** Task directions **
Could you report every line of the listing below that holds the word "those"?

····················

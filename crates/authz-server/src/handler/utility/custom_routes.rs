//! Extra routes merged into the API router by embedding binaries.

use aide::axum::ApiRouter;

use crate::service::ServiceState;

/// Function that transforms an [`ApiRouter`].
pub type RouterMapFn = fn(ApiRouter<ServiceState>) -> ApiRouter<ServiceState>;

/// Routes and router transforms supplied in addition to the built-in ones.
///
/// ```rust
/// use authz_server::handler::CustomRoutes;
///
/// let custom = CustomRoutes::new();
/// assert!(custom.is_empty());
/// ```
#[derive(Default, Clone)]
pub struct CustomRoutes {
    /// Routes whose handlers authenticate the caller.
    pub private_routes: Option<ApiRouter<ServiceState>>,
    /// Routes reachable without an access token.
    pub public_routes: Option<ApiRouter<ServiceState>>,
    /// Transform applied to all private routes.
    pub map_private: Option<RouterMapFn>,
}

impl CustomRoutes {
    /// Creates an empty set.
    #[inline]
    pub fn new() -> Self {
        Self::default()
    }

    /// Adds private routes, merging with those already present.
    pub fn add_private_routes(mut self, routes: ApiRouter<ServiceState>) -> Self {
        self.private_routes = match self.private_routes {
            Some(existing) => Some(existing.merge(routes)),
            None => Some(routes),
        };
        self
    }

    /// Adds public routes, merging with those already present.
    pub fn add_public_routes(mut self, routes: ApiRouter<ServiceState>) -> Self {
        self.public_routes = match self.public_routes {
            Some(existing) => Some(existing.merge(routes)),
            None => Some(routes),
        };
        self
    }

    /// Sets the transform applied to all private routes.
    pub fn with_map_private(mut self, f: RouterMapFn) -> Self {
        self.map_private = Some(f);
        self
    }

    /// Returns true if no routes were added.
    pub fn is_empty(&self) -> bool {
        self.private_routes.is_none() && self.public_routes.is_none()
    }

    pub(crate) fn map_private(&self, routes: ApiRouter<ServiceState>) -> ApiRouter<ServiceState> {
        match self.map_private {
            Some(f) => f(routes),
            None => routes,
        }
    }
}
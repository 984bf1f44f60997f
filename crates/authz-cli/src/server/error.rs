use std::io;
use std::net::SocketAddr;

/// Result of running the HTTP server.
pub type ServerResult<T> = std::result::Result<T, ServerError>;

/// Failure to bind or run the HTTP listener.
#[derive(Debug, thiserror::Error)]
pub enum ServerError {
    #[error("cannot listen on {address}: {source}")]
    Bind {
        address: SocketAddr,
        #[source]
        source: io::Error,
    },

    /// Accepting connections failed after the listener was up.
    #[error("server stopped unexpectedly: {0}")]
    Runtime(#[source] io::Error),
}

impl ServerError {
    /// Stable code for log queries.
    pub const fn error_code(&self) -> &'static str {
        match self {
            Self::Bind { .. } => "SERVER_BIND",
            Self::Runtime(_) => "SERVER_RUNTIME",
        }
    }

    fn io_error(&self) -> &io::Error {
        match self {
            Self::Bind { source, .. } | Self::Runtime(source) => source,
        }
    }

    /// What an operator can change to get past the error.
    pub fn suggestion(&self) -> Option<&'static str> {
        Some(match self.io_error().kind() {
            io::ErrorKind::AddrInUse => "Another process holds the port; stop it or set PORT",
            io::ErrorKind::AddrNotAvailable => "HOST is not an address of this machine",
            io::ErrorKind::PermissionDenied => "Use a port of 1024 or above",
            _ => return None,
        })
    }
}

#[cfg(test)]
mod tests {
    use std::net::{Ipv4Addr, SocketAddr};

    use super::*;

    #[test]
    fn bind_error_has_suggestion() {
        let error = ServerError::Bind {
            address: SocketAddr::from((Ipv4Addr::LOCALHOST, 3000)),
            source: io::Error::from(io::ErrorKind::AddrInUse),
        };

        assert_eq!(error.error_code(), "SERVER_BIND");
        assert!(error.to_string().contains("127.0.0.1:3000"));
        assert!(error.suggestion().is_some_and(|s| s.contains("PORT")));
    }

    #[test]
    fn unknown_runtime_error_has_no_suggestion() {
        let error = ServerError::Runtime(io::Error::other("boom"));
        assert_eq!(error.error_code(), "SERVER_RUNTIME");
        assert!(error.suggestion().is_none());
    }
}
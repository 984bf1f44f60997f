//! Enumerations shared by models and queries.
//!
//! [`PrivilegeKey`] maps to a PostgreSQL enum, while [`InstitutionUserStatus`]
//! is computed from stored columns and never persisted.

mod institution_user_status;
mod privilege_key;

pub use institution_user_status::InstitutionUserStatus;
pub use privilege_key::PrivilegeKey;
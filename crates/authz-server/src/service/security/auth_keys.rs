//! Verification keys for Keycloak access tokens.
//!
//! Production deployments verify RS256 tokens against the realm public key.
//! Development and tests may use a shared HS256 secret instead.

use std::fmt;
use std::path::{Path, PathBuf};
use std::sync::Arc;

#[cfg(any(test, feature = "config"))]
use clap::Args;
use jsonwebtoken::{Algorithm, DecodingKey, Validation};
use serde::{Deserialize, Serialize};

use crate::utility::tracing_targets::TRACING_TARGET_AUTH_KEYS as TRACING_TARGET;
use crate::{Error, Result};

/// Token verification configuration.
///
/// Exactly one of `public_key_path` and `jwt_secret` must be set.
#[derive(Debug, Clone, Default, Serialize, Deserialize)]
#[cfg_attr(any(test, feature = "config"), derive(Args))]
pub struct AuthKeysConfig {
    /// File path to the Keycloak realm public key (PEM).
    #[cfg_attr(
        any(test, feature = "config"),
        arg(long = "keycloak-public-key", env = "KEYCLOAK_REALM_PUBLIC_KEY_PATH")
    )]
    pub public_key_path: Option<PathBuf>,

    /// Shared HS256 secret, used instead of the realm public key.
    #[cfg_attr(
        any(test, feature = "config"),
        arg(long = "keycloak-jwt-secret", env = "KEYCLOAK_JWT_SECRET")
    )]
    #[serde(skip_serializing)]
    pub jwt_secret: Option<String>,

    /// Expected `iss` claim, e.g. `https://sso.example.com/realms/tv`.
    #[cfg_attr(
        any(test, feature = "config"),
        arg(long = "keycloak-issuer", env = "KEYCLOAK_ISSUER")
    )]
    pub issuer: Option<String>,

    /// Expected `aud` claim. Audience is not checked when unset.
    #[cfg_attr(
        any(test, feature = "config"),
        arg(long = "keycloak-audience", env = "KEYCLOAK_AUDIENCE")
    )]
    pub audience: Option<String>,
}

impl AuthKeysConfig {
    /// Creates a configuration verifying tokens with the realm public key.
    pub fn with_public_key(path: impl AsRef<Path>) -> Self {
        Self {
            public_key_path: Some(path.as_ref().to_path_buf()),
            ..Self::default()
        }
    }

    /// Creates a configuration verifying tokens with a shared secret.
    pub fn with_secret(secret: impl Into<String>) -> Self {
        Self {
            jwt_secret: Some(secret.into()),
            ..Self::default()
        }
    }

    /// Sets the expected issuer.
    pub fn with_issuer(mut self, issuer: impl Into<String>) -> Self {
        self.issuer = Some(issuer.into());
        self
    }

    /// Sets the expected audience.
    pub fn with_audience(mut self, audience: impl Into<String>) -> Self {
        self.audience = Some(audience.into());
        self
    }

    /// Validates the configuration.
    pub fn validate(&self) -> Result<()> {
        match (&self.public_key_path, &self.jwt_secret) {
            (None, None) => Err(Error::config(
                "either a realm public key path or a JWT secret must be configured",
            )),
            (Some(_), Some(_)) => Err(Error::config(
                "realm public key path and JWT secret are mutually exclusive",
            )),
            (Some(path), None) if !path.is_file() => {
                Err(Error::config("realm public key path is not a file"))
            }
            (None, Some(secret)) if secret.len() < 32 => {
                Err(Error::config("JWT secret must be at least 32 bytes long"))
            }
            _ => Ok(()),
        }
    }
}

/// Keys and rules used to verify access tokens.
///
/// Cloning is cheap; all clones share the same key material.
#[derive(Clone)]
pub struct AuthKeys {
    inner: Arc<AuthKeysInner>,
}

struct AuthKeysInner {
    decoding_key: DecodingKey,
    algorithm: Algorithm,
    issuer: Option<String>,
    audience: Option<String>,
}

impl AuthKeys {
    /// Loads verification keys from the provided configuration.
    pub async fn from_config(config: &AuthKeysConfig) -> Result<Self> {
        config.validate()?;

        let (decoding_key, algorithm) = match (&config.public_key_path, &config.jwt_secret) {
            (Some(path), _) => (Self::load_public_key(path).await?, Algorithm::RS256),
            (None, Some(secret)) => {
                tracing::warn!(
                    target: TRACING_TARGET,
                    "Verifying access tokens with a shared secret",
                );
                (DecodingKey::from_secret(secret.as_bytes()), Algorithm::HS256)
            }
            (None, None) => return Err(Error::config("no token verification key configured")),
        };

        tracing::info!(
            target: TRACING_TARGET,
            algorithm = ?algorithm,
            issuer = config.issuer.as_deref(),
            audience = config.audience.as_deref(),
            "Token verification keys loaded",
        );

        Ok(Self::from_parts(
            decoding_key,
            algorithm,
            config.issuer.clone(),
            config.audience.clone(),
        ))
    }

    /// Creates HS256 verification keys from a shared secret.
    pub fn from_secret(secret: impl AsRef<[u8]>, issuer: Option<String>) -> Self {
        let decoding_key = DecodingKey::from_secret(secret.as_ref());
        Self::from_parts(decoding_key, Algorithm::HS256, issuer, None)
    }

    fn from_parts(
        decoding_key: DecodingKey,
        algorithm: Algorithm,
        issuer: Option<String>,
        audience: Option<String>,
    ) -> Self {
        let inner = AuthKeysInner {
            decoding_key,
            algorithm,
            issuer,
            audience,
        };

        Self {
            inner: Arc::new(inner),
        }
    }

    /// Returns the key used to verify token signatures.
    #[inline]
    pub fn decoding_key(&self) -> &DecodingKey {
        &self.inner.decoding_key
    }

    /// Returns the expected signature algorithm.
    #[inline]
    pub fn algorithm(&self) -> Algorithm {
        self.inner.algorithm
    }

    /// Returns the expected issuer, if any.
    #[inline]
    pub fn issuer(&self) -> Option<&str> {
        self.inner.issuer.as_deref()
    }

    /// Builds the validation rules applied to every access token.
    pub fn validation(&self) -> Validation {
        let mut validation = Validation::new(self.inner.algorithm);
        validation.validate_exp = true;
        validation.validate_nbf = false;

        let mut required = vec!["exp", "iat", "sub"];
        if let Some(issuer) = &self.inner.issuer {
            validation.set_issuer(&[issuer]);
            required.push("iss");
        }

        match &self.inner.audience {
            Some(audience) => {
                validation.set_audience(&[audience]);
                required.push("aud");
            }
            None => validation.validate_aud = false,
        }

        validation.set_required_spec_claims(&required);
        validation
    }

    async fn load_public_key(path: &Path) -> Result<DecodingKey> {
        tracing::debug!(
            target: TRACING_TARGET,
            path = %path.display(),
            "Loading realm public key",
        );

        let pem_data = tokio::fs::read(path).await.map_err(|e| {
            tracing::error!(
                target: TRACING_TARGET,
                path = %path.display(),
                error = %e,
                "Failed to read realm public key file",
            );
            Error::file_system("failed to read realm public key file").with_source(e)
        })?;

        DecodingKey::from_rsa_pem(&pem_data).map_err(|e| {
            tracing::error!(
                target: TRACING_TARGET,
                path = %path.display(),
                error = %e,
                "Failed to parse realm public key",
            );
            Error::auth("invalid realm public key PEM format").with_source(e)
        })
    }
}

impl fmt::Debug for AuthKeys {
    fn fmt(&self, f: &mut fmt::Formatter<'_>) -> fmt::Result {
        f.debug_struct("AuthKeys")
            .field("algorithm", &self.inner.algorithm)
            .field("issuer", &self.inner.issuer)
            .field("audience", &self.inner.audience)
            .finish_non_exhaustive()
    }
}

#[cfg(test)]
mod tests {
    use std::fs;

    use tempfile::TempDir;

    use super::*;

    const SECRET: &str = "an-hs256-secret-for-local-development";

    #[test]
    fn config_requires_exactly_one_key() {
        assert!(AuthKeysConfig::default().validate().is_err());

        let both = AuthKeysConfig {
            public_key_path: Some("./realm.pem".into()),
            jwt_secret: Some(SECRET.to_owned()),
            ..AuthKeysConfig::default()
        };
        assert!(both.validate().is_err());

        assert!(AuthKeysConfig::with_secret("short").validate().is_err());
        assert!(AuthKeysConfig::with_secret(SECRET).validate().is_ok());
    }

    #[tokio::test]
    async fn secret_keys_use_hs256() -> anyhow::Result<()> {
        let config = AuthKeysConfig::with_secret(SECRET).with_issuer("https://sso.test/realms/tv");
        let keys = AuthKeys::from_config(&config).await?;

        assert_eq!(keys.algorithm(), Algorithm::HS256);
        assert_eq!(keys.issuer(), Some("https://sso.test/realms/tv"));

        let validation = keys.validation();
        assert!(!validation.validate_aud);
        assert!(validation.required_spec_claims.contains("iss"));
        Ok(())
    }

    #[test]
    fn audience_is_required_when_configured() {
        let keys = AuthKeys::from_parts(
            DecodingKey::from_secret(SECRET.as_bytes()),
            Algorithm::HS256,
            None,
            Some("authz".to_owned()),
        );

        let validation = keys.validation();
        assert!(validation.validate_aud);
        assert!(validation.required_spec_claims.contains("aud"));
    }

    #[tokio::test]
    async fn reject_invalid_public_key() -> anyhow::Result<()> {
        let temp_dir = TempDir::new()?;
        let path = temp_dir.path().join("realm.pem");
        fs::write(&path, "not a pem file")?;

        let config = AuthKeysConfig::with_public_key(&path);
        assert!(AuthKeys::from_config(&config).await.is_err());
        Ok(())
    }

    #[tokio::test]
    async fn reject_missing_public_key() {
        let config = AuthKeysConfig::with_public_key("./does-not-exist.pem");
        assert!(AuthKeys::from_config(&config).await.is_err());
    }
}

····················

** Answer **
    /// Adds private routes, merging with those already present.
    /// Adds public routes, merging with those already present.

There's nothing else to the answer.